Lawmakers were able to push through bipartisan legislation on medical marijuana, yet not without heavy restrictions. The drug will be available to patients suffering from one of 17 qualifying conditions, and can only be consumed in pill, oil or ointment form.
In December, state officials announced they were accepting applications for the first phase of growers and processors, as well as distributors. To start, there will be 12 applications for growers and processors and 27 applications for distributors, which will be split up geographically based on the expected needs of patients.
Philadelphia, for example, will get three permits for medical marijuana dispensaries. But the potential locations of those dispensaries are limited. They can't be within 1,000 feet of a public, private or parochial school or a daycare. Temporary regulations also prevent them from being in malls or a doctor's office.
Harris cautioned fellow policy makers of "too much regulation," something he views as a potential snag in the medical marijuana rollout, and therefore a barrier to the future of recreational pot legalization.
He labeled some of the restrictions on dispensary locations in Philadelphia as "figments of our imaginary fears," noting how a CVS pharmacy that carries the highly-addictive OxyContin can be within a block of a school, unlike a medical marijuana dispensary.

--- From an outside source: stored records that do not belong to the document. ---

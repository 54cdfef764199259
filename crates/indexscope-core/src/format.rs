/// Fixed-point text with ties rounded away from zero ("7.25" to one digit is "7.3").
pub fn fixed(value: f64, digits: u8) -> String {
    let scale = 10f64.powi(i32::from(digits));
    let rounded = (value * scale).round() / scale;
    format!("{rounded:.prec$}", prec = usize::from(digits))
}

"I don't want us to regulate ourselves out of opportunity, particularly in Philadelphia," Harris said, adding that he wants the program to succeed in Philly not only as a Philadelphian, but also as a Pennsylvanian who realizes the program's future relies largely on how it does in the state's biggest city.
Medical marijuana, like recreational marijuana, should be viewed as an entire industry, Harris said. Fox example, the armored trucks that come pick up money from dispensaries and the potential creation of delivery services, he said, are new businesses and are part of the broader economic impact of medical marijuana's legalization.
Harris couldn't name any potential co-sponsors for his recreational bill, but said "there's definitely interest." He also said he's open to changing his legislation, which he said has been written but not yet released publicly.
He "loves" the possibility of selling the drug at state liquor stores but isn't married to it if someone has a better idea. Again, he said, people are on pause because they're waiting to see how medical marijuana does.
State officials don't expect sales for medical marijuana to begin until mid-2018, casting doubt on Harris' ability to get any serious support for his legislative hopes this year. But he said that won't stop him from trying.
"We'll continue to be vigilant in the push for that."